### EXERCISE DETAILS
For each line of the data below, copy it if it holds the word "that".

### INFORMATION SHOWN
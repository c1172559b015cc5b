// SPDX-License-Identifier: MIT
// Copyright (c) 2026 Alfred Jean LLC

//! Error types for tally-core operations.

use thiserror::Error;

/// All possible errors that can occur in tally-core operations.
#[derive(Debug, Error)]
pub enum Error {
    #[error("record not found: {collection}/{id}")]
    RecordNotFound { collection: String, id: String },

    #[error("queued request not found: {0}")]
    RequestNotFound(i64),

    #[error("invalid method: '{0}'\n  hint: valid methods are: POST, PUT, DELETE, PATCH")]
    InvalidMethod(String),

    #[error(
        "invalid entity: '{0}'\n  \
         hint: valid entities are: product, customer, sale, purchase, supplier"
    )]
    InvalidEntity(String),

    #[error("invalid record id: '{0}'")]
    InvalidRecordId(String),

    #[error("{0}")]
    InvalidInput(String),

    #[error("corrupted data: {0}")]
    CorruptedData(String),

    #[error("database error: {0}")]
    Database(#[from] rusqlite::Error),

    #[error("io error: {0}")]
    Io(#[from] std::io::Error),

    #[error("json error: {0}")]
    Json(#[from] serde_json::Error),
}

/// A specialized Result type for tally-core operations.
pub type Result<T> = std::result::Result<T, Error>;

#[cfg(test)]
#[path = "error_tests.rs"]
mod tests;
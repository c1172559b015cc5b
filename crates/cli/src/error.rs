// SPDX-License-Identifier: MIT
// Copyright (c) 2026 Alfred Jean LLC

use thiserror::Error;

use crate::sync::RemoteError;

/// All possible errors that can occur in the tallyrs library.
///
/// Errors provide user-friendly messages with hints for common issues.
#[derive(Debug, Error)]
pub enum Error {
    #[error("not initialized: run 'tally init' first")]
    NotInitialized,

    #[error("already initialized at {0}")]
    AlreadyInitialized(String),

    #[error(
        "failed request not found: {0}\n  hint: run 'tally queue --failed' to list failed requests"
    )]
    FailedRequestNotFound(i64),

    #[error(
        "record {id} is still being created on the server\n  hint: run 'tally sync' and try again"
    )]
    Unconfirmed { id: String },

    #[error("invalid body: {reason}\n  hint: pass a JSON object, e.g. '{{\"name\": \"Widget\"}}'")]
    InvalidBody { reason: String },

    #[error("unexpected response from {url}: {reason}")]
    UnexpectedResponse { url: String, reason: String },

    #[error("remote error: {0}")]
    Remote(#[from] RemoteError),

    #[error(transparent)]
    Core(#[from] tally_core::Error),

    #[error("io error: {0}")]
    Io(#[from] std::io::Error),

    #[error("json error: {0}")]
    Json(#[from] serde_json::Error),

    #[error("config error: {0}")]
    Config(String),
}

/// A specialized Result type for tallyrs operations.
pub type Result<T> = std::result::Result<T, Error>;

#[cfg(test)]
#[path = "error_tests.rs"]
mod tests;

...

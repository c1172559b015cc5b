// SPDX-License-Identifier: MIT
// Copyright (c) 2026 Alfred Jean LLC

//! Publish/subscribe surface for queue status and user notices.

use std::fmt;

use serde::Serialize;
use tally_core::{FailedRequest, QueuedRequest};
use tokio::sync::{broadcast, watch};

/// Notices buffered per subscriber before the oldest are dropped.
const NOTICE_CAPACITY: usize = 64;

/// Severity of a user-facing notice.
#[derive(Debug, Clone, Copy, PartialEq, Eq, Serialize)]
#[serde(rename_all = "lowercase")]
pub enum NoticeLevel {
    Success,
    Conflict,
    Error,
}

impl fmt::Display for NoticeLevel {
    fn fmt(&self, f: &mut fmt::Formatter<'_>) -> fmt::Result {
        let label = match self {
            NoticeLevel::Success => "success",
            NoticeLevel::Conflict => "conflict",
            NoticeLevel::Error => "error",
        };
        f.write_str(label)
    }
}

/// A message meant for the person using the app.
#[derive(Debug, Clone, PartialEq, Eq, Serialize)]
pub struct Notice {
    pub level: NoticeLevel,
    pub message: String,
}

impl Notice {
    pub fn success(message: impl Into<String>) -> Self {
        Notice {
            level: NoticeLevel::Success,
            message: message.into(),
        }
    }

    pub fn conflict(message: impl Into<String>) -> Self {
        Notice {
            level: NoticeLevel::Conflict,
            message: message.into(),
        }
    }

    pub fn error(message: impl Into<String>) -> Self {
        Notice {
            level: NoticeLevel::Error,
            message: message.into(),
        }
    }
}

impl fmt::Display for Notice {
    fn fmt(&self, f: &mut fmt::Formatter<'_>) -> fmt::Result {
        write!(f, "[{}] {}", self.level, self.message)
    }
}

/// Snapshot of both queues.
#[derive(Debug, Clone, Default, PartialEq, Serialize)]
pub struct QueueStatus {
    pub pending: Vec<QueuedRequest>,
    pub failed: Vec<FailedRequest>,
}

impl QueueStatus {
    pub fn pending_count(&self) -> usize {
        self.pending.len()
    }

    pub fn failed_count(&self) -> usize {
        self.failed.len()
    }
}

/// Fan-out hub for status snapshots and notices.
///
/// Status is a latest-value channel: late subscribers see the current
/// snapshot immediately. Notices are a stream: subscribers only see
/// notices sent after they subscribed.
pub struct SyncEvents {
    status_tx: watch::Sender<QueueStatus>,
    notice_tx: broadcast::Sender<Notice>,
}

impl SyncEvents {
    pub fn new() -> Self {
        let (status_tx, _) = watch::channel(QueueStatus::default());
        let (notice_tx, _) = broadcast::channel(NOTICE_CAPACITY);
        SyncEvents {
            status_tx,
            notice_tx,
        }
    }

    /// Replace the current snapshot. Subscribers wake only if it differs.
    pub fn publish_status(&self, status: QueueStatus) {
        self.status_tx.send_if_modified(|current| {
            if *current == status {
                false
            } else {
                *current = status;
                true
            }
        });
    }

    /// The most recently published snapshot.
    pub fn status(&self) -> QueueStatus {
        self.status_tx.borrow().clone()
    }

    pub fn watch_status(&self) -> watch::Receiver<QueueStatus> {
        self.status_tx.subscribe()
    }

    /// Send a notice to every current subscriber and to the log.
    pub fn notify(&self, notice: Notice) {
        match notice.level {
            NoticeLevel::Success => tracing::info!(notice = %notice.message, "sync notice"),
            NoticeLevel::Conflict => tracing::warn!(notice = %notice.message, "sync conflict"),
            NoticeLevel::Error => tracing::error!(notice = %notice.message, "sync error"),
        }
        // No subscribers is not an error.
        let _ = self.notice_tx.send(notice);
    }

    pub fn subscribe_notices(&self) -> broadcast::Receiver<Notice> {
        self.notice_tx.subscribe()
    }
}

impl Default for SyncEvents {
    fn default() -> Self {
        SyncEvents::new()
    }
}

...

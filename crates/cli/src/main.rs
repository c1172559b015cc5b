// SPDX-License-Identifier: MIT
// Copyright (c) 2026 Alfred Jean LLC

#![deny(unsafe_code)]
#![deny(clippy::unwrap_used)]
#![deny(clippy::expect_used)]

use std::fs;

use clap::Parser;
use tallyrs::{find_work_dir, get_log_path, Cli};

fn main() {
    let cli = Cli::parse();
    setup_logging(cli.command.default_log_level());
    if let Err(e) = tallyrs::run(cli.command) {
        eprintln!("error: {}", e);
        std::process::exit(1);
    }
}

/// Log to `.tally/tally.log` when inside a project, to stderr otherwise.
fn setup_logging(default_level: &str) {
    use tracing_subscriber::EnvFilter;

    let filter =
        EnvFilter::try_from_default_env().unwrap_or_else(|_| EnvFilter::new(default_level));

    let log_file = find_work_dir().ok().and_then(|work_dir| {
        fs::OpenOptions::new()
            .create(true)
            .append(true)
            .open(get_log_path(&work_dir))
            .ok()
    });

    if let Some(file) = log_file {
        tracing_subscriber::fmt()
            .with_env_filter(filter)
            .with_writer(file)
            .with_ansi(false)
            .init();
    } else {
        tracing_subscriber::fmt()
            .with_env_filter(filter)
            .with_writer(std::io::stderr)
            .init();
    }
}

### THE COMPLETED TASK
/// All possible errors that can occur in tally-core operations.
/// All possible errors that can occur in the tallyrs library.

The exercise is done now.